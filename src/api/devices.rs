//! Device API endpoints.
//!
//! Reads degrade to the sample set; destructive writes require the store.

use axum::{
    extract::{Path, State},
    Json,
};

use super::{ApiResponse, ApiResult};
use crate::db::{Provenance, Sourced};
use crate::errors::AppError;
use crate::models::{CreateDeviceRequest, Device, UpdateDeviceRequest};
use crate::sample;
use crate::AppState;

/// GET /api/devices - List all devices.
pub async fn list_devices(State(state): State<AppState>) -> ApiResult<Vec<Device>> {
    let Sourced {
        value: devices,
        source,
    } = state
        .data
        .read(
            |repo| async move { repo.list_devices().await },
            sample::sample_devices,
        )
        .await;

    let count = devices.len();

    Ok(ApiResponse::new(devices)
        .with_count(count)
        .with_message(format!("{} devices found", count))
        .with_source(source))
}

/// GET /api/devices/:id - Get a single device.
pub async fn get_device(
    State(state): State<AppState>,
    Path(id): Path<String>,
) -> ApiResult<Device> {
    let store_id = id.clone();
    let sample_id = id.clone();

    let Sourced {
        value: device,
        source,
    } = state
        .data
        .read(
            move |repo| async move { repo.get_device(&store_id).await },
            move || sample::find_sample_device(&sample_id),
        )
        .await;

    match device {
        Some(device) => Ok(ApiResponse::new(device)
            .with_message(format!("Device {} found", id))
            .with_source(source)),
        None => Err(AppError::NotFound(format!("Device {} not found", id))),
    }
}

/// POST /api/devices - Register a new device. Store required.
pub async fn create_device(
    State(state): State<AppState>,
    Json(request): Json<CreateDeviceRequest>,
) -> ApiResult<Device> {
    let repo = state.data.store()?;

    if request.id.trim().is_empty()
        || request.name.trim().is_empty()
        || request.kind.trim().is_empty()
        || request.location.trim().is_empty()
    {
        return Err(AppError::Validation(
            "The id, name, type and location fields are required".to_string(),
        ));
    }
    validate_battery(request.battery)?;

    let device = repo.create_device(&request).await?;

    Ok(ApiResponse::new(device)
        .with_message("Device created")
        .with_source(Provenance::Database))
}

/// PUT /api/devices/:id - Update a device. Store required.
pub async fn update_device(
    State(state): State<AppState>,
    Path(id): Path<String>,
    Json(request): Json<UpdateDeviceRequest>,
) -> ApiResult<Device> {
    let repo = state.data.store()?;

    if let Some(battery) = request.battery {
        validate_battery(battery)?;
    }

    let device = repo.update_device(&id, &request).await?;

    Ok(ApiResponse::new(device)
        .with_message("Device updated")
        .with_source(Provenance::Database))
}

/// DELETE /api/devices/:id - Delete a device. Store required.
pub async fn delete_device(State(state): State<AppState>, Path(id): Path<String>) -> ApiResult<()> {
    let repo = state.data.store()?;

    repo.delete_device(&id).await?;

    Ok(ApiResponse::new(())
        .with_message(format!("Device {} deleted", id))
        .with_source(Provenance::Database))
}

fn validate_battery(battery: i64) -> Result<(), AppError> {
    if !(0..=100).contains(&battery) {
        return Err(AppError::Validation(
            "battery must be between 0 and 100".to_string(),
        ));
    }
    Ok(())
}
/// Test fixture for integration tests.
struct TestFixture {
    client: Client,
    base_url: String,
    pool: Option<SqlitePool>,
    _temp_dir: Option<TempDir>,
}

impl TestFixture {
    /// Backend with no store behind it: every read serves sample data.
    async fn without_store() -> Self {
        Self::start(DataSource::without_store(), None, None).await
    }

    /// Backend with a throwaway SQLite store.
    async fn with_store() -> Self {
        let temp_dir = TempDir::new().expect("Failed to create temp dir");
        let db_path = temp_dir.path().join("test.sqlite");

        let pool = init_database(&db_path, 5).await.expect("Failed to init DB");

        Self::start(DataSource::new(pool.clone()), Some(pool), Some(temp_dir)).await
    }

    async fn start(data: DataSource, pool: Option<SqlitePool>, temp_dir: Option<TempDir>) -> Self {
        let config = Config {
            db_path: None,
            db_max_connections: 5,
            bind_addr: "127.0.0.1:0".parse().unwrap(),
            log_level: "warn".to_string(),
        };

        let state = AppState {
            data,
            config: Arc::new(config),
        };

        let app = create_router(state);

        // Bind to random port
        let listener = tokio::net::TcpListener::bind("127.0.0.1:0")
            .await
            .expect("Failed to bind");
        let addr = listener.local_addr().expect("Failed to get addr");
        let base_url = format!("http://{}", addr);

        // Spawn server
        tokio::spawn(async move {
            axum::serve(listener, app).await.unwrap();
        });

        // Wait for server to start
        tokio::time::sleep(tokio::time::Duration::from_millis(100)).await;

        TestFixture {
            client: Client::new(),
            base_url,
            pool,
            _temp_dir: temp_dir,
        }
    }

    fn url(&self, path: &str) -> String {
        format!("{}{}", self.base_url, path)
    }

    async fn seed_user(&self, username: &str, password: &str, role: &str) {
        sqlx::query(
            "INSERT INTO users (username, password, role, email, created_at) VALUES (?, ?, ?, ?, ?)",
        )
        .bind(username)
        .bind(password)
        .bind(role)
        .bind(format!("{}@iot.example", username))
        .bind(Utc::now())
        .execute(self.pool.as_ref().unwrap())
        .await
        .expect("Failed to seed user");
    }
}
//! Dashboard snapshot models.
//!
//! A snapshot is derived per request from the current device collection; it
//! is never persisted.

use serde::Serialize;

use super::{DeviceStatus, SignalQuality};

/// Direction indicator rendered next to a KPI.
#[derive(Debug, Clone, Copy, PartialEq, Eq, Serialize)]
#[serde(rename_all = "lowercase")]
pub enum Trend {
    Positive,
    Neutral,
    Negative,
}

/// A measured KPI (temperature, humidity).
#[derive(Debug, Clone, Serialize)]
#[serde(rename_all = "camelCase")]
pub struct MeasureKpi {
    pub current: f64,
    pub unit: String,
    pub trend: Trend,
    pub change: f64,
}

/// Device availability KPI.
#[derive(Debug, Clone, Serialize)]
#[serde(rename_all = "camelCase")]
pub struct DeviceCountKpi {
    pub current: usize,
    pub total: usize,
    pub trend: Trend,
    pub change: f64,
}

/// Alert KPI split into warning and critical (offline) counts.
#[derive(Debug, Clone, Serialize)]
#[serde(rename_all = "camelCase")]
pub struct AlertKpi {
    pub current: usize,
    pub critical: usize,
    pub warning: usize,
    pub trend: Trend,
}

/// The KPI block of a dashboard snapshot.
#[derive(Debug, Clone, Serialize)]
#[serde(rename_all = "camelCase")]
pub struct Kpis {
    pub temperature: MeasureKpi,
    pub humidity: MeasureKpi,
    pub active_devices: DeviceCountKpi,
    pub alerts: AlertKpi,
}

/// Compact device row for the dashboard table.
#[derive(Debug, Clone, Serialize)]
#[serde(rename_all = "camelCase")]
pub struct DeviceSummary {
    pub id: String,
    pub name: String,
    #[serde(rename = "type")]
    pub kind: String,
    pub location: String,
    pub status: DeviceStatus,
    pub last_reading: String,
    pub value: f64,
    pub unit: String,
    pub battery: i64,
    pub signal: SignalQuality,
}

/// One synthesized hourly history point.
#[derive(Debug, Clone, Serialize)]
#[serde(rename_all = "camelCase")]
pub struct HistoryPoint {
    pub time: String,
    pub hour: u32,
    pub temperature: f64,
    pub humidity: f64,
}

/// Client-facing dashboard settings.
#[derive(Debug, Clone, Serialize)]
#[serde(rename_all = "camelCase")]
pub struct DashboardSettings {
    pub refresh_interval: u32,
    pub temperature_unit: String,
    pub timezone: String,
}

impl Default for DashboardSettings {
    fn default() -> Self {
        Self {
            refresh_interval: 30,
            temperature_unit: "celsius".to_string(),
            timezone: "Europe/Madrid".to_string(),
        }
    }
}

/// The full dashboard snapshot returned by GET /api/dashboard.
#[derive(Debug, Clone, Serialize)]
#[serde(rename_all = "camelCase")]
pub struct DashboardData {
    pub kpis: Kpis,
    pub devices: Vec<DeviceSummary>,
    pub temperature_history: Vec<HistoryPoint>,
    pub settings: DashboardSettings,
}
---
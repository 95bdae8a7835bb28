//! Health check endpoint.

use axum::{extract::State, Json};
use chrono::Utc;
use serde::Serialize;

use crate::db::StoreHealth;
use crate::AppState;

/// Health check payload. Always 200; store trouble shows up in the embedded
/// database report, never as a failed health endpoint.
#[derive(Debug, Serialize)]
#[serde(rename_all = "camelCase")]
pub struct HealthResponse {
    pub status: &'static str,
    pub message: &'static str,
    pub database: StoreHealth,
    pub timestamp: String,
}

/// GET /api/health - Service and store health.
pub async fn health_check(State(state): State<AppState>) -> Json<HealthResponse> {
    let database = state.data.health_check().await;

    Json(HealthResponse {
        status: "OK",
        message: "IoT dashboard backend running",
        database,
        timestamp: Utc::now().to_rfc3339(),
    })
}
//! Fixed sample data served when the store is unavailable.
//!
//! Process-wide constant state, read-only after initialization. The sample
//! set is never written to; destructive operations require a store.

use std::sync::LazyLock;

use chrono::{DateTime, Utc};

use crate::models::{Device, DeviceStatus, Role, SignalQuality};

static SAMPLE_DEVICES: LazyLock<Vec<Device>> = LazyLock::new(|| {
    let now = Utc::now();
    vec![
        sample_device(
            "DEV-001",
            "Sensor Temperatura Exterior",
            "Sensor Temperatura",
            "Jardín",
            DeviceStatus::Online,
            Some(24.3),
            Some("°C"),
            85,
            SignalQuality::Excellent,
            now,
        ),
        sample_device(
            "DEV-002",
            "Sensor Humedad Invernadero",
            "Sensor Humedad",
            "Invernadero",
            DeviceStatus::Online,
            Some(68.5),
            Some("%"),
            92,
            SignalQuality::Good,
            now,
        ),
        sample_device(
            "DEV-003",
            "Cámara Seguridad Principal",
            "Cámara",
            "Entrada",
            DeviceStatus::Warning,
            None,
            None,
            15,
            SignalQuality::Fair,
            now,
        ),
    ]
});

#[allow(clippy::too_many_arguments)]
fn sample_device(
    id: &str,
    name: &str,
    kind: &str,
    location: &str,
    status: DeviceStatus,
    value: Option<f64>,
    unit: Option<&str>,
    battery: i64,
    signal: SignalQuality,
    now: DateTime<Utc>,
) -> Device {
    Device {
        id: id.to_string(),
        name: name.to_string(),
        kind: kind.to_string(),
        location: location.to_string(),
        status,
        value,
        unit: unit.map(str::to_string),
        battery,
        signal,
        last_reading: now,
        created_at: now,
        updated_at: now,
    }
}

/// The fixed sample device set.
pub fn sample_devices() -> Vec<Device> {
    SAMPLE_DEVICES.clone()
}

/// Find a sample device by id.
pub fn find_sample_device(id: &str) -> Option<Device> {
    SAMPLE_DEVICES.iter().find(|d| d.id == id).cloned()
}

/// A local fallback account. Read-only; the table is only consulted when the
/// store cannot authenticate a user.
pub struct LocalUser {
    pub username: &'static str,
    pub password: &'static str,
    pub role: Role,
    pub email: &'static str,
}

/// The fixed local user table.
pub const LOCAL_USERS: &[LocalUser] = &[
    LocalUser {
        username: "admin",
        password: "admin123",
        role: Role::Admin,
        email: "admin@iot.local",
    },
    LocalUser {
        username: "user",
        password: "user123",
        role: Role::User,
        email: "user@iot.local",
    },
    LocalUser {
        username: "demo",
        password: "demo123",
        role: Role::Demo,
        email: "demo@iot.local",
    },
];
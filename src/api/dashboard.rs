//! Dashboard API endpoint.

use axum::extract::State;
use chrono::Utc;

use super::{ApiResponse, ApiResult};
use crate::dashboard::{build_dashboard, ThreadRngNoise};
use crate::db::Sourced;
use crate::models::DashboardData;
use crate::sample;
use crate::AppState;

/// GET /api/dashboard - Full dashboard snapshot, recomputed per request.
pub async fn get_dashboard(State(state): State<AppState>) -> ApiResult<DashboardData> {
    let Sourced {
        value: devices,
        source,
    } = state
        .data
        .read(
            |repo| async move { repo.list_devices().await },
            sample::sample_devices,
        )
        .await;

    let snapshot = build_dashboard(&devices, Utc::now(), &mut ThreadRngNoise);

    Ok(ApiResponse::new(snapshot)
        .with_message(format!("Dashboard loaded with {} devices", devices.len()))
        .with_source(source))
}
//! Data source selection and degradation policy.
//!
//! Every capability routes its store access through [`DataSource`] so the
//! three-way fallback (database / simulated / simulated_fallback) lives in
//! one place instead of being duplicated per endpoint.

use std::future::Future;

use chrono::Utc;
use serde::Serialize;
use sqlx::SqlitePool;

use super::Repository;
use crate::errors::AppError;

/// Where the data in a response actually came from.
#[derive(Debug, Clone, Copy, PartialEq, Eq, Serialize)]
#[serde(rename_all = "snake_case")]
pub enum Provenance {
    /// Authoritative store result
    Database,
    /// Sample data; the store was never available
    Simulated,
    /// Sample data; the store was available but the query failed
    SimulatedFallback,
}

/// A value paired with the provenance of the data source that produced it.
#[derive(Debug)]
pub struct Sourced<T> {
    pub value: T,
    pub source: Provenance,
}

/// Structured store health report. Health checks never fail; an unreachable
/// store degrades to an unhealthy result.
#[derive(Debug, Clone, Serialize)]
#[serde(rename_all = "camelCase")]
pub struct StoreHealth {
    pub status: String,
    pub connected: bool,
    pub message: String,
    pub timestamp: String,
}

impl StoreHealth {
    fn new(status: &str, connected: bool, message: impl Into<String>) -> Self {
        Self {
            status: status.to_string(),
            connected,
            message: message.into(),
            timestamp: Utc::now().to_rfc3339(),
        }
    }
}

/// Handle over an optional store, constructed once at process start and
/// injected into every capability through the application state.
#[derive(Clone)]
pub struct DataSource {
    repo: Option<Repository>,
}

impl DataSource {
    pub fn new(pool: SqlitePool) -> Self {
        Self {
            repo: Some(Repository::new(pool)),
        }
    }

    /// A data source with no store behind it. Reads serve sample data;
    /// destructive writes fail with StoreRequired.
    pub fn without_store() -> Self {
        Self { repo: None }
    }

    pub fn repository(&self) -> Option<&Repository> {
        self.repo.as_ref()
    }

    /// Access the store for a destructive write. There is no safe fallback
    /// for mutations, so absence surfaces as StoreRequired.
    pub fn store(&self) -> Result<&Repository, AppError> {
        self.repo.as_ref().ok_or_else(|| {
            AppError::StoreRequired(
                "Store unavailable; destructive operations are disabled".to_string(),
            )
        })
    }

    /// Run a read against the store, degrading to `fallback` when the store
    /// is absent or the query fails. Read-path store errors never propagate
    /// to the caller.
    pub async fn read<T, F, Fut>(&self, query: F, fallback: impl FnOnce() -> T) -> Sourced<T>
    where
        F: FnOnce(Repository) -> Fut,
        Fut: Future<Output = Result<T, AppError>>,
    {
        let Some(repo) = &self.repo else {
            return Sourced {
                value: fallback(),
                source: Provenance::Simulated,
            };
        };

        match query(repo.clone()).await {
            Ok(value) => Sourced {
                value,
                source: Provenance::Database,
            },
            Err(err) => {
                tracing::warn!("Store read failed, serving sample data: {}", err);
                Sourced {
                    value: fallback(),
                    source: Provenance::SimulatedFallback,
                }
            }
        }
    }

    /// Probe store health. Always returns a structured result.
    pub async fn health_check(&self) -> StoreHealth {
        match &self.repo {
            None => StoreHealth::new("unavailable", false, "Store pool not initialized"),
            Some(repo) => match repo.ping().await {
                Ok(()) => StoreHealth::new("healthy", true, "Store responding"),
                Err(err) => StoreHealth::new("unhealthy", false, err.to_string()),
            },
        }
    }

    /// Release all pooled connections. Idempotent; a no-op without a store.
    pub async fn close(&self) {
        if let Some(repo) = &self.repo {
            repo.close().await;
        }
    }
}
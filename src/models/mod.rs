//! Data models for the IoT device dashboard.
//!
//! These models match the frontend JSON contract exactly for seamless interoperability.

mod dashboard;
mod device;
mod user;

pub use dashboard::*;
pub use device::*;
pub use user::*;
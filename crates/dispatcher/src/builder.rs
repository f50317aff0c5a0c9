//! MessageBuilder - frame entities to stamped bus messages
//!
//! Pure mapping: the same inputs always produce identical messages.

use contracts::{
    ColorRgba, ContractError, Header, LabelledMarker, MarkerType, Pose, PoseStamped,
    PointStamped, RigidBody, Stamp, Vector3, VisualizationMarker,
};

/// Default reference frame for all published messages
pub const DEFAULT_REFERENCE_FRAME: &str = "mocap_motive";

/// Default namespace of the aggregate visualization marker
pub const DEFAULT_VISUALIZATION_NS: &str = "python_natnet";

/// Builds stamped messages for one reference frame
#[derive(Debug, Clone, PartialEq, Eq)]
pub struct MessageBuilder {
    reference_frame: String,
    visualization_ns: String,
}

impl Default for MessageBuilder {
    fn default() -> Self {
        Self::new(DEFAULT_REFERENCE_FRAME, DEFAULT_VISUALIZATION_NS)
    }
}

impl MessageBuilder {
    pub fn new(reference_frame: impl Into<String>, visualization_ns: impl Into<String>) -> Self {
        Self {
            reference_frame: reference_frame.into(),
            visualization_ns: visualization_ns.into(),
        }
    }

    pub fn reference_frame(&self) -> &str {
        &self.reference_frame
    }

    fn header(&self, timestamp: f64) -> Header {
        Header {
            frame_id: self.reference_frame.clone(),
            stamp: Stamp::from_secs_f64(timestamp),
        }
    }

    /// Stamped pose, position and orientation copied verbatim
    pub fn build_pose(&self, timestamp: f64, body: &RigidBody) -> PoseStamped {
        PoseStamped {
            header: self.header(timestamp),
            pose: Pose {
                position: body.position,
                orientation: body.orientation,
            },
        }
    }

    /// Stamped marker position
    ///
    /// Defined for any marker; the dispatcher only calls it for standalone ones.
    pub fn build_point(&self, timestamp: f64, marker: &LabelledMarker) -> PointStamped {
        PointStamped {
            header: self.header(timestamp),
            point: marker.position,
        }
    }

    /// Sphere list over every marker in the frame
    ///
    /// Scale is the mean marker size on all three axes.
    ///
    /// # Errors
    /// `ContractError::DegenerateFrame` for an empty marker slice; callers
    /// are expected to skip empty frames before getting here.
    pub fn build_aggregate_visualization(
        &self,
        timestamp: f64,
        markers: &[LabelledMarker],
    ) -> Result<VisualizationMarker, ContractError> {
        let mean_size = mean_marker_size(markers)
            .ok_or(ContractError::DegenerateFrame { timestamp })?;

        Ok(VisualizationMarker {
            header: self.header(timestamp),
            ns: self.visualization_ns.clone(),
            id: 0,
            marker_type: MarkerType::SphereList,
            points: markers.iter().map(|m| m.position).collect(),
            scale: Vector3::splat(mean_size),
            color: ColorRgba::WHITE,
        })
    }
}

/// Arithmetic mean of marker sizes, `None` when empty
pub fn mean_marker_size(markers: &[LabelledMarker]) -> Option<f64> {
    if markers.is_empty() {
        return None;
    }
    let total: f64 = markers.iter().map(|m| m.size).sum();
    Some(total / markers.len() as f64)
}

TASK STATEMENT:
Work out how many lines of the records contain the string "false". Nothing but the number should be written.

WRITTEN RESPONSE:
2